Bazı kadınlar akşamları, eşleri daha kapıdan içeri adımını atar atmaz 'Bugün çok yoruldum. Çocuklar kafamı şişirdi. Bıktım usandım sizden' diye öfkesini kusmaya başlar. İşinden evine dönen koca, huzuru ararken karşısında öfkeli eşini bulunca, onu yatıştırmak için suskun kalmayı seçebilir. Erkeğin suskunluğu ise, öfkeli kadının öfkesine öfke katar. Bu kez de erkeği olaylara seyirci kalmakla suçlar.

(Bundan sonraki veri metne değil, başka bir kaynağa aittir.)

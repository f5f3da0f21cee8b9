use crate::models::github::Connection;
use crate::services::graphql::{FetchError, GraphQlTransport};
use crate::services::rate_limit::RateLimiter;
use chrono::{DateTime, Duration, Utc};
use serde::de::DeserializeOwned;
use serde_json::{json, Value};
use std::ops::ControlFlow;

/// Trailing time window ending "now"
#[derive(Clone, Copy, Debug, PartialEq, Eq)]
pub struct RecencyWindow {
    cutoff: DateTime<Utc>,
}

impl RecencyWindow {
    pub fn last_days(days: u32, now: DateTime<Utc>) -> Self {
        Self {
            cutoff: now - Duration::days(i64::from(days)),
        }
    }

    pub fn cutoff(&self) -> DateTime<Utc> {
        self.cutoff
    }

    /// Events exactly at the cutoff are still inside the window
    pub fn contains(&self, timestamp: DateTime<Utc>) -> bool {
        timestamp >= self.cutoff
    }
}

/// Owner/name pair sent with every page request
#[derive(Clone, Debug, PartialEq, Eq)]
pub struct RepositoryRef {
    pub owner: String,
    pub name: String,
}

impl RepositoryRef {
    pub fn new(owner: impl Into<String>, name: impl Into<String>) -> Self {
        Self {
            owner: owner.into(),
            name: name.into(),
        }
    }

    fn variables(&self, cursor: Option<&str>) -> Value {
        json!({
            "owner": self.owner,
            "repo": self.name,
            "after": cursor,
        })
    }
}

impl std::fmt::Display for RepositoryRef {
    fn fmt(&self, f: &mut std::fmt::Formatter<'_>) -> std::fmt::Result {
        write!(f, "{}/{}", self.owner, self.name)
    }
}

/// A cursor-paginated query over one connection below `repository`
#[derive(Clone, Copy, Debug)]
pub struct PagedQuery {
    pub name: &'static str,
    pub text: &'static str,
    /// Field under `data.repository` that holds the paginated connection
    pub connection: &'static str,
}

/// Drives a paged query until the visitor stops it or the pages run out
pub struct PaginatedQueryRunner<'a> {
    transport: &'a dyn GraphQlTransport,
    limiter: &'a dyn RateLimiter,
}

impl<'a> PaginatedQueryRunner<'a> {
    pub fn new(transport: &'a dyn GraphQlTransport, limiter: &'a dyn RateLimiter) -> Self {
        Self { transport, limiter }
    }

    /// Visit every node in server order.
    ///
    /// `visit` returns `ControlFlow::Break` on the first node outside the
    /// window; no further node or page is touched after that. Returns the
    /// number of pages fetched.
    pub async fn run<N, F>(
        &self,
        query: &PagedQuery,
        repository: &RepositoryRef,
        mut visit: F,
    ) -> Result<usize, FetchError>
    where
        N: DeserializeOwned + Send,
        F: FnMut(N) -> ControlFlow<()> + Send,
    {
        let mut cursor: Option<String> = None;
        let mut pages = 0;

        loop {
            if pages > 0 {
                self.limiter.wait().await;
            }

            let data = self
                .transport
                .execute(query.text, repository.variables(cursor.as_deref()))
                .await?;
            pages += 1;

            let page: Connection<N> = extract_connection(data, query.connection)?;
            log::debug!(
                "📥 {} page {} for {}: {} nodes (has next: {})",
                query.name,
                pages,
                repository,
                page.nodes.len(),
                page.page_info.has_next_page
            );

            for node in page.nodes {
                if visit(node).is_break() {
                    log::debug!("{} reached the end of the recency window on page {}", query.name, pages);
                    return Ok(pages);
                }
            }

            if !page.page_info.has_next_page {
                return Ok(pages);
            }

            cursor = match page.page_info.end_cursor {
                Some(next) => Some(next),
                None => {
                    return Err(FetchError::MalformedResponse(format!(
                        "{} reported another page without an end cursor",
                        query.name
                    )))
                }
            };
        }
    }
}

fn extract_connection<N: DeserializeOwned>(
    mut data: Value,
    connection: &str,
) -> Result<Connection<N>, FetchError> {
    let value = data
        .pointer_mut(&format!("/repository/{}", connection))
        .map(Value::take)
        .filter(|v| !v.is_null())
        .ok_or_else(|| FetchError::MalformedResponse(format!("missing repository.{}", connection)))?;

    serde_json::from_value(value)
        .map_err(|e| FetchError::MalformedResponse(format!("invalid {} page: {}", connection, e)))
}
use std::sync::Arc;
use tokio::time::{sleep, Duration};

use crate::services::leaderboard_service::{LeaderboardService, RefreshOutcome};

pub struct RefreshScheduler {
    service: Arc<LeaderboardService>,
    interval_seconds: u64,
}

impl RefreshScheduler {
    pub fn new(service: Arc<LeaderboardService>, interval_seconds: u64) -> Self {
        Self {
            service,
            interval_seconds,
        }
    }

    /// Start the background scheduler: refresh now, then once per interval
    pub async fn start(self: Arc<Self>) {
        log::info!(
            "Starting leaderboard scheduler (refreshing every {} seconds)",
            self.interval_seconds
        );

        loop {
            self.tick().await;
            sleep(Duration::from_secs(self.interval_seconds)).await;
        }
    }

    /// Run one refresh cycle; errors are logged and the previous data stays published
    pub async fn tick(&self) {
        match self.service.refresh().await {
            Ok(RefreshOutcome::Completed) => log::info!("Leaderboard refresh completed"),
            Ok(RefreshOutcome::AlreadyRunning) => {}
            Err(e) => log::error!("Error in leaderboard scheduler: {}", e),
        }
    }
}
use serde::Deserialize;
use std::env;
use thiserror::Error;

pub const DEFAULT_GRAPHQL_URL: &str = "https://api.github.com/graphql";
/// Recency window used by the web widget
pub const SERVICE_DEFAULT_DAYS: u32 = 10;
/// Recency window used by the console report
pub const REPORT_DEFAULT_DAYS: u32 = 30;

#[derive(Debug, Error)]
pub enum ConfigError {
    #[error("{name} must be a number, got {value:?}")]
    InvalidNumber { name: &'static str, value: String },
    #[error("{0} must be greater than zero")]
    NotPositive(&'static str),
}

#[derive(Clone, Debug, Deserialize)]
pub struct Config {
    pub github_token: Option<String>,
    pub github_owner: String,
    pub github_repo: String,
    pub graphql_url: String,
    pub days: u32,
    pub refresh_interval_seconds: u64,
    pub page_delay_ms: u64,
    pub host: String,
    pub port: u16,
}

impl Config {
    /// Load configuration for the long-running service
    pub fn from_env() -> Result<Self, ConfigError> {
        Self::from_env_with_days(SERVICE_DEFAULT_DAYS)
    }

    /// Load configuration, falling back to `default_days` when LEADERBOARD_DAYS is unset
    pub fn from_env_with_days(default_days: u32) -> Result<Self, ConfigError> {
        dotenv::dotenv().ok();
        Self::from_lookup(|name| env::var(name).ok(), default_days)
    }

    fn from_lookup<F>(lookup: F, default_days: u32) -> Result<Self, ConfigError>
    where
        F: Fn(&str) -> Option<String>,
    {
        let var_or = |name: &str, default: &str| lookup(name).unwrap_or_else(|| default.to_string());

        let days: u32 = parse_number("LEADERBOARD_DAYS", lookup("LEADERBOARD_DAYS"), default_days)?;
        if days == 0 {
            return Err(ConfigError::NotPositive("LEADERBOARD_DAYS"));
        }

        let refresh_interval_seconds: u64 =
            parse_number("REFRESH_INTERVAL_SECONDS", lookup("REFRESH_INTERVAL_SECONDS"), 3600)?;
        if refresh_interval_seconds == 0 {
            return Err(ConfigError::NotPositive("REFRESH_INTERVAL_SECONDS"));
        }

        Ok(Config {
            // An empty token is treated like a missing one
            github_token: lookup("GITHUB_TOKEN").filter(|t| !t.trim().is_empty()),
            github_owner: var_or("GITHUB_OWNER", "zauberzeug"),
            github_repo: var_or("GITHUB_REPO", "nicegui"),
            graphql_url: var_or("GITHUB_GRAPHQL_URL", DEFAULT_GRAPHQL_URL),
            days,
            refresh_interval_seconds,
            page_delay_ms: parse_number("PAGE_DELAY_MS", lookup("PAGE_DELAY_MS"), 1000)?,
            host: var_or("HOST", "127.0.0.1"),
            port: parse_number("PORT", lookup("PORT"), 8080)?,
        })
    }
}

fn parse_number<T: std::str::FromStr>(
    name: &'static str,
    raw: Option<String>,
    default: T,
) -> Result<T, ConfigError> {
    match raw {
        None => Ok(default),
        Some(value) => value
            .trim()
            .parse()
            .map_err(|_| ConfigError::InvalidNumber { name, value }),
    }
}

#[cfg(test)]
mod tests {
    use super::*;
    use std::collections::HashMap;

    fn load(vars: &[(&str, &str)], default_days: u32) -> Result<Config, ConfigError> {
        let vars: HashMap<String, String> = vars
            .iter()
            .map(|(k, v)| (k.to_string(), v.to_string()))
            .collect();
        Config::from_lookup(|name| vars.get(name).cloned(), default_days)
    }

    #[test]
    fn test_defaults() {
        let config = load(&[], SERVICE_DEFAULT_DAYS).unwrap();
        assert_eq!(config.github_token, None);
        assert_eq!(config.github_owner, "zauberzeug");
        assert_eq!(config.github_repo, "nicegui");
        assert_eq!(config.graphql_url, DEFAULT_GRAPHQL_URL);
        assert_eq!(config.days, 10);
        assert_eq!(config.refresh_interval_seconds, 3600);
        assert_eq!(config.page_delay_ms, 1000);
        assert_eq!(config.port, 8080);
    }

    #[test]
    fn test_report_default_days() {
        let config = load(&[], REPORT_DEFAULT_DAYS).unwrap();
        assert_eq!(config.days, 30);
    }

    #[test]
    fn test_overrides() {
        let config = load(
            &[
                ("GITHUB_TOKEN", "ghp_test"),
                ("GITHUB_OWNER", "octo"),
                ("GITHUB_REPO", "hello"),
                ("LEADERBOARD_DAYS", "7"),
                ("PORT", "9000"),
            ],
            SERVICE_DEFAULT_DAYS,
        )
        .unwrap();
        assert_eq!(config.github_token.as_deref(), Some("ghp_test"));
        assert_eq!(config.github_owner, "octo");
        assert_eq!(config.github_repo, "hello");
        assert_eq!(config.days, 7);
        assert_eq!(config.port, 9000);
    }

    #[test]
    fn test_blank_token_is_none() {
        let config = load(&[("GITHUB_TOKEN", "  ")], SERVICE_DEFAULT_DAYS).unwrap();
        assert_eq!(config.github_token, None);
    }

    #[test]
    fn test_invalid_numbers() {
        assert!(matches!(
            load(&[("PORT", "http")], SERVICE_DEFAULT_DAYS),
            Err(ConfigError::InvalidNumber { name: "PORT", .. })
        ));
        assert!(matches!(
            load(&[("LEADERBOARD_DAYS", "0")], SERVICE_DEFAULT_DAYS),
            Err(ConfigError::NotPositive("LEADERBOARD_DAYS"))
        ));
        assert!(matches!(
            load(&[("LEADERBOARD_DAYS", "-3")], SERVICE_DEFAULT_DAYS),
            Err(ConfigError::InvalidNumber { .. })
        ));
    }
}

SÜREKLİ YAKINMAYIN Kadınlar, öfkelerini bastırmaktan vazgeçtikleri zaman rahatlar. Kısa süre için de olsa, huzura kavuşuyorlar. Ancak bu tür öfke patlamalarının çok sık tekrarlanması da erkeği bunaltır. Zamanla eşinin yakınmalarında haklı olabileceğini düşünmekten vazgeçiyor. Sürekli yakınan kadının sözleri erkeği etkilemiyor. Erkeklerin çoğu böyle durumlarda, eşlerine karşılık vermek yerine ondan uzaklaşmayı tercih ederler. Bu tür davranışlar, eşler arasındaki ilişkiyi zedeler, sevgiyi büyük ölçüde yok eder.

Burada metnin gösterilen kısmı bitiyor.